Before I begin, I want to start off by prefacing once again that I am liberated. I am healed. This isn’t a feminist reassurance I tell in the mirror. It is a psychological fact, or maybe you 

would deny it. Looking at the state of my life right now, I am assured of this. It does not come easy to completely rid of one’s initial values—to unlearn and relearn, to unlisten and then reanalyse certain values of morality when all your faith and belief was pinned onto a wolf in sheep’s clothing, a phantom of psychological manipulation. It took real reflection—three hundred and thirty-nine days of singlehood, country escapes, re-stupefying myself into not making a big deal out of it; because if I did, I would be seen as weak, re-imagining my body as if it were different, or this lived experience I encountered did not exist at all, trying to figure out and also doing, what I thought was how to heal, or in other words, rise above this whole myriad of embarrassment. I tried almost every way possible: read, think, reflect, post, indulge, beautify, converse, to mentally rid this phase of my life, to put it beneath me—by forgetting, demeaning, escaping, “living”. When in actual fact, the way to truly put it beneath oneself, was to face it. To own it. To understand it. To let it be a part of your living archival embodiment. The way I was truly liberated from my own demons—my preconceived, self-inflicted thoughts of myself since being a victim of abuse was when I decided I was going to love it. 

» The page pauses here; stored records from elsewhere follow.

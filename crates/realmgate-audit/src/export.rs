//! Audit export.
//!
//! JSON is a pretty-printed array. CSV carries a fixed header with the
//! metadata column JSON-encoded and quoted.

use realmgate_core::error::{Error, Result};

use crate::event::AuditEvent;

/// Supported export formats
#[derive(Debug, Clone, Copy, PartialEq, Eq)]
pub enum ExportFormat {
    Json,
    Csv,
}

const CSV_HEADER: &str =
    "id,eventType,timestamp,actorId,actorType,targetId,targetType,result,realmId,sessionId,metadata";

/// Render rows in the requested format
pub fn export(events: &[AuditEvent], format: ExportFormat) -> Result<String> {
    match format {
        ExportFormat::Json => serde_json::to_string_pretty(events)
            .map_err(|e| Error::internal(format!("audit export failed: {e}"))),
        ExportFormat::Csv => Ok(to_csv(events)),
    }
}

fn to_csv(events: &[AuditEvent]) -> String {
    let mut out = String::from(CSV_HEADER);
    out.push('\n');

    for event in events {
        let fields = [
            event.id.to_string(),
            event.event_type.clone(),
            event.timestamp.to_rfc3339(),
            event.actor_id.clone().unwrap_or_default(),
            format!("{:?}", event.actor_type).to_uppercase(),
            event.target_id.clone().unwrap_or_default(),
            event.target_type.clone().unwrap_or_default(),
            event.result.as_str().to_string(),
            event.realm.clone(),
            event.session_id.clone().unwrap_or_default(),
        ];

        let mut row: Vec<String> = fields.iter().map(|f| csv_quote(f)).collect();

        // The metadata column is JSON-encoded and always quoted, regardless
        // of content.
        let metadata = serde_json::to_string(&event.metadata).unwrap_or_else(|_| "{}".to_string());
        row.push(csv_force_quote(&metadata));

        out.push_str(&row.join(","));
        out.push('\n');
    }

    out
}

/// Quote a CSV field only when its content requires it
fn csv_quote(field: &str) -> String {
    if field.contains(',') || field.contains('"') || field.contains('\n') {
        csv_force_quote(field)
    } else {
        field.to_string()
    }
}

/// Quote unconditionally, doubling embedded quotes
fn csv_force_quote(field: &str) -> String {
    format!("\"{}\"", field.replace('"', "\"\""))
}
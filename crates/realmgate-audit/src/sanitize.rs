//! Metadata sanitization.
//!
//! Applied once, on write. String leaves are HTML-escaped recursively through
//! nested maps and lists; values under sensitive keys are replaced with
//! `[REDACTED]`; nulls become empty strings; other scalars pass through.

use serde_json::Value;
use std::collections::BTreeMap;

/// Substrings that make a key sensitive wherever they appear
const SENSITIVE_TERMS: &[&str] = &[
    "password",
    "token",
    "secret",
    "credential",
    "authorization",
    "session",
    "csrf",
    "otp",
    "code",
];

/// Prefixes that make a bare "key" sensitive (`api_key`, `signingkey`, ...).
/// Without one of these, "key" alone stays (`monkey`, `keyboard`, `key_id`).
const KEY_PREFIXES: &[&str] = &["api", "access", "private", "signing", "encryption", "master"];

const REDACTED: &str = "[REDACTED]";

/// Whether a metadata key's value must be redacted
pub fn is_sensitive_key(key: &str) -> bool {
    let lower = key.to_lowercase();

    if SENSITIVE_TERMS.iter().any(|term| lower.contains(term)) {
        return true;
    }

    KEY_PREFIXES.iter().any(|prefix| {
        lower == format!("{prefix}key")
            || lower == format!("{prefix}_key")
            || lower == format!("{prefix}-key")
    })
}

/// HTML-escape a string leaf
pub fn escape_html(input: &str) -> String {
    let mut out = String::with_capacity(input.len());
    for c in input.chars() {
        match c {
            '&' => out.push_str("&amp;"),
            '<' => out.push_str("&lt;"),
            '>' => out.push_str("&gt;"),
            '"' => out.push_str("&quot;"),
            '\'' => out.push_str("&#x27;"),
            '/' => out.push_str("&#x2F;"),
            _ => out.push(c),
        }
    }
    out
}

fn sanitize_value(value: Value) -> Value {
    match value {
        Value::String(s) => Value::String(escape_html(&s)),
        Value::Null => Value::String(String::new()),
        Value::Array(items) => Value::Array(items.into_iter().map(sanitize_value).collect()),
        Value::Object(map) => Value::Object(
            map.into_iter()
                .map(|(k, v)| {
                    if is_sensitive_key(&k) {
                        (k, Value::String(REDACTED.to_string()))
                    } else {
                        (k, sanitize_value(v))
                    }
                })
                .collect(),
        ),
        other => other,
    }
}

/// Sanitize a whole metadata map
pub fn sanitize_metadata(metadata: BTreeMap<String, Value>) -> BTreeMap<String, Value> {
    metadata
        .into_iter()
        .map(|(key, value)| {
            if is_sensitive_key(&key) {
                (key, Value::String(REDACTED.to_string()))
            } else {
                (key, sanitize_value(value))
            }
        })
        .collect()
}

I remember the day I was free from seven hundred and thirty days of abuse. It was on a Saturday evening, the 1st of July back in 2023—I received a text message that changed everything. I was in my dimly-lit room, applying makeup to go to a jazz bar—for my upcoming date with him. “Oh,” I thought, my demeanour steady, assured. I nodded, pretending I was in one bit shocked when in fact, it was the latter. A sea of realisation washed over me, I could feel the weight of my stress pressing down on my head, and then my chest, arms, stomach, so on, so forth. And yet, I felt surprisingly numb, as if I was obliged to continue going about on my date with himan imaginary vessel that haunted my very muscles to continue with the norm: sticking through with what was as planned, with what was the usual. I applied my makeup and left, making my way to meet the devil. 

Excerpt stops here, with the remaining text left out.